THE PROBLEM – Check each line of the data below for the string "static". Then give the number of lines that have it, without anything else.

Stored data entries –
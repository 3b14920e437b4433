//! Document store boundary.
//!
//! The sync engine and the archiver only need point lookups, one batched
//! write per shard, a cursor over aged documents and per-collection counts.
//! Documents cross the boundary as JSON values so the trait stays object safe
//! and backends can be swapped in tests.

pub mod sqlite;

pub use sqlite::{Event, SqliteStore};

use chrono::{DateTime, Utc};
use serde_json::Value;

use crate::entities::CanonicalEntity;
use crate::error::StoreError;

// ============================================================================
// COLLECTIONS
// ============================================================================

#[derive(Debug, Clone, Copy, PartialEq, Eq, Hash)]
pub enum Collection {
    Operators,
    OperatorGroups,
    Stops,
    Services,
    Journeys,
    RealtimeJourneys,
    DatasetVersions,
}

impl Collection {
    pub const ALL: [Collection; 7] = [
        Collection::Operators,
        Collection::OperatorGroups,
        Collection::Stops,
        Collection::Services,
        Collection::Journeys,
        Collection::RealtimeJourneys,
        Collection::DatasetVersions,
    ];

    /// Backend table / collection name
    pub fn name(&self) -> &'static str {
        match self {
            Collection::Operators => "operators",
            Collection::OperatorGroups => "operator_groups",
            Collection::Stops => "stops",
            Collection::Services => "services",
            Collection::Journeys => "journeys",
            Collection::RealtimeJourneys => "realtime_journeys",
            Collection::DatasetVersions => "dataset_versions",
        }
    }

    /// Document field holding the identifier
    pub fn identifier_field(&self) -> &'static str {
        match self {
            Collection::OperatorGroups | Collection::DatasetVersions => "Identifier",
            _ => "PrimaryIdentifier",
        }
    }
}

// ============================================================================
// WRITE OPERATIONS
// ============================================================================

#[derive(Debug, Clone, Copy, PartialEq, Eq)]
pub enum WriteKind {
    Insert,
    /// Replace the stored document for an existing identifier
    Update,
}

#[derive(Debug, Clone, PartialEq)]
pub struct WriteOp {
    pub kind: WriteKind,
    pub identifier: String,
    pub document: Value,
    pub modified_at: DateTime<Utc>,
}

impl WriteOp {
    pub fn insert(identifier: &str, document: Value, modified_at: DateTime<Utc>) -> Self {
        WriteOp {
            kind: WriteKind::Insert,
            identifier: identifier.to_string(),
            document,
            modified_at,
        }
    }

    pub fn update(identifier: &str, document: Value, modified_at: DateTime<Utc>) -> Self {
        WriteOp {
            kind: WriteKind::Update,
            identifier: identifier.to_string(),
            document,
            modified_at,
        }
    }
}

#[derive(Debug, Clone, Copy, Default, PartialEq, Eq)]
pub struct BulkWriteSummary {
    pub inserted: u64,
    pub modified: u64,
}

/// Visitor invoked once per document by a streaming cursor.
pub type DocumentVisitor<'a> = dyn FnMut(Value) -> Result<(), StoreError> + 'a;

// ============================================================================
// STORE TRAIT
// ============================================================================

pub trait EntityStore: Send + Sync {
    /// Create the identifier index for a collection. Idempotent.
    fn ensure_index(&self, collection: Collection) -> Result<(), StoreError>;

    /// Zero-or-one document by identifier.
    fn find_one(&self, collection: Collection, identifier: &str)
        -> Result<Option<Value>, StoreError>;

    /// Apply a mixed list of inserts and updates as one backend call.
    /// Either every operation is applied or none is.
    fn bulk_write(&self, collection: Collection, ops: &[WriteOp])
        -> Result<BulkWriteSummary, StoreError>;

    /// Stream documents whose modification time is strictly before `cutoff`.
    /// The visitor may call back into the store. Returns the number visited.
    fn for_each_modified_before(
        &self,
        collection: Collection,
        cutoff: DateTime<Utc>,
        visitor: &mut DocumentVisitor<'_>,
    ) -> Result<usize, StoreError>;

    fn count(&self, collection: Collection) -> Result<u64, StoreError>;

    /// Documents modified strictly after `since`.
    fn count_modified_after(
        &self,
        collection: Collection,
        since: DateTime<Utc>,
    ) -> Result<u64, StoreError>;
}

// ============================================================================
// TYPED HELPERS
// ============================================================================

/// Point lookup decoded into a canonical entity.
pub fn find_entity<E: CanonicalEntity>(
    store: &dyn EntityStore,
    identifier: &str,
) -> Result<Option<E>, StoreError> {
    match store.find_one(E::COLLECTION, identifier)? {
        Some(document) => Ok(Some(serde_json::from_value(document)?)),
        None => Ok(None),
    }
}

/// Write entities that already carry their bookkeeping timestamps.
///
/// Used to seed collections owned by other subsystems (timetables, real-time
/// matching). Entities without a modification time are stamped with `now`.
pub fn insert_entities<E: CanonicalEntity>(
    store: &dyn EntityStore,
    entities: &[E],
    now: DateTime<Utc>,
) -> Result<BulkWriteSummary, StoreError> {
    let ops = entities
        .iter()
        .map(|entity| {
            let modified_at = entity.modification_datetime().unwrap_or(now);
            Ok(WriteOp::insert(
                entity.identifier(),
                serde_json::to_value(entity)?,
                modified_at,
            ))
        })
        .collect::<Result<Vec<_>, StoreError>>()?;

    store.bulk_write(E::COLLECTION, &ops)
}
// ============================================================================
// TABLE SET
// ============================================================================

#[derive(Debug, Clone, Default)]
pub struct NocTables {
    /// Upstream publication date; becomes the DataSource identifier
    pub generation_date: String,

    pub noc_lines: Vec<NocLineRecord>,
    pub noc_table: Vec<NocTableRecord>,
    pub operators: Vec<OperatorRecord>,
    pub groups: Vec<GroupRecord>,
    pub management_divisions: Vec<ManagementDivisionRecord>,
    pub public_names: Vec<PublicNameRecord>,
}

impl NocTables {
    /// Load `NOCLines.csv`, `NOCTable.csv`, `Operators.csv`, `Groups.csv`,
    /// `ManagementDivisions.csv` and `PublicName.csv` from `dir`. An optional
    /// `GenerationDate.txt` carries the publication date.
    pub fn load_from_dir(dir: &Path) -> Result<Self, SourceError> {
        let generation_date = fs::read_to_string(dir.join("GenerationDate.txt"))
            .map(|s| s.trim().to_string())
            .unwrap_or_default();

        let tables = NocTables {
            generation_date,
            noc_lines: read_table(&dir.join("NOCLines.csv"))?,
            noc_table: read_table(&dir.join("NOCTable.csv"))?,
            operators: read_table(&dir.join("Operators.csv"))?,
            groups: read_table(&dir.join("Groups.csv"))?,
            management_divisions: read_table(&dir.join("ManagementDivisions.csv"))?,
            public_names: read_table(&dir.join("PublicName.csv"))?,
        };

        info!(
            dir = %dir.display(),
            noc_lines = tables.noc_lines.len(),
            noc_table = tables.noc_table.len(),
            operators = tables.operators.len(),
            groups = tables.groups.len(),
            management_divisions = tables.management_divisions.len(),
            public_names = tables.public_names.len(),
            "loaded NOC tables"
        );

        Ok(tables)
    }

    /// DataSource stamped on every entity written by this import.
    pub fn datasource(&self, dataset: &str) -> DataSource {
        DataSource::new(ORIGINAL_FORMAT, PROVIDER, dataset).with_identifier(&self.generation_date)
    }

    /// Resolve the tables into filtered Operators and OperatorGroups.
    pub fn resolve(&self, classifier: &ContactClassifier) -> (Vec<Operator>, Vec<OperatorGroup>) {
        let groups = self.resolve_groups();

        let division_groups: HashMap<&str, &str> = self
            .management_divisions
            .iter()
            .map(|d| (d.management_division_id.as_str(), d.group_id.as_str()))
            .collect();

        let mut arena: EntityArena<Operator> = EntityArena::new();
        let mut noc_codes = UniqueIndex::new();
        let mut operator_ids = MultiIndex::new();
        let mut public_name_ids = MultiIndex::new();

        for line in &self.noc_lines {
            let id = arena.find_or_create(&mut noc_codes, &line.noc_code);
            if let Some(operator) = arena.get_mut(id) {
                operator.primary_identifier = format!("{}{}", OPERATOR_ID_PREFIX, line.noc_code);
                operator
                    .other_identifiers
                    .insert("NOC".to_string(), line.noc_code.clone());
                operator.primary_name = line.public_name.clone();
                operator.add_other_name(&line.public_name);
                operator.add_other_name(&line.reference_name);
                operator.licence = line.licence.clone();
                operator.transport_type = vec![line.mode.clone()];
            }
        }

        for row in &self.noc_table {
            let id = arena.find_or_create(&mut noc_codes, &row.noc_code);
            if let Some(operator) = arena.get_mut(id) {
                operator.add_other_name(&row.operator_public_name);
                operator.add_other_name(&row.vosa_psv_license_name);
            }
            operator_ids.register(&row.operator_id, id);
            public_name_ids.register(&row.public_name_id, id);
        }

        for record in &self.operators {
            let ids = arena.find_many_or_create(&mut operator_ids, &record.operator_id);
            let group_ref = match record.management_division_id.as_str() {
                "" => None,
                division => match division_groups.get(division) {
                    Some(group_id) => Some(format!("{}{}", OPERATOR_GROUP_ID_PREFIX, group_id)),
                    None => {
                        warn!(
                            operator_id = %record.operator_id,
                            management_division = division,
                            "unknown management division, leaving group unset"
                        );
                        None
                    }
                },
            };

            arena.update_each(&ids, |operator| {
                operator.add_other_name(&record.operator_name);
                if let Some(group_ref) = &group_ref {
                    operator.operator_group_ref = Some(group_ref.clone());
                }
            });
        }

        for record in &self.public_names {
            let ids = arena.find_many_or_create(&mut public_name_ids, &record.public_name_id);
            arena.update_each(&ids, |operator| {
                apply_public_name(operator, record, classifier);
            });
        }

        let resolved = arena.len();
        let operators = filter::finalize(arena.into_vec());
        info!(
            resolved,
            operators = operators.len(),
            operator_groups = groups.len(),
            "resolved NOC tables"
        );

        (operators, groups)
    }

    fn resolve_groups(&self) -> Vec<OperatorGroup> {
        let groups = self
            .groups
            .iter()
            .filter(|g| {
                if g.group_id.is_empty() {
                    warn!(name = %g.group_name, "group without GrpID, skipping");
                    return false;
                }
                true
            })
            .map(|g| OperatorGroup::from_group_id(&g.group_id, &g.group_name))
            .collect();
        filter::drop_orphans(groups)
    }
}

fn apply_public_name(operator: &mut Operator, record: &PublicNameRecord, classifier: &ContactClassifier) {
    operator.primary_name = record.operator_public_name.clone();
    operator.add_other_name(&record.operator_public_name);

    if let Some(website) = WEBSITE_MARKUP
        .captures(&record.website)
        .and_then(|c| c.get(1))
    {
        operator.website = website.as_str().to_string();
    }

    let mut social_media = BTreeMap::new();
    for (network, handle) in [
        ("Twitter", &record.twitter),
        ("Facebook", &record.facebook),
        ("YouTube", &record.youtube),
    ] {
        if !handle.is_empty() {
            social_media.insert(network.to_string(), handle.clone());
        }
    }
    operator.social_media = social_media;

    for enquiry in [
        &record.lost_property_enquiry,
        &record.disruption_enquiry,
        &record.complaint_enquiry,
        &record.fare_enquiry,
        &record.timetable_route_enquiry,
    ] {
        match classifier.classify(enquiry) {
            Some(ContactField::Email) => operator.email = enquiry.trim().to_string(),
            Some(ContactField::PhoneNumber) => operator.phone_number = enquiry.trim().to_string(),
            Some(ContactField::Address) => operator.address = enquiry.trim().to_string(),
            None => {}
        }
    }
}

RESPONSE BELOW – 2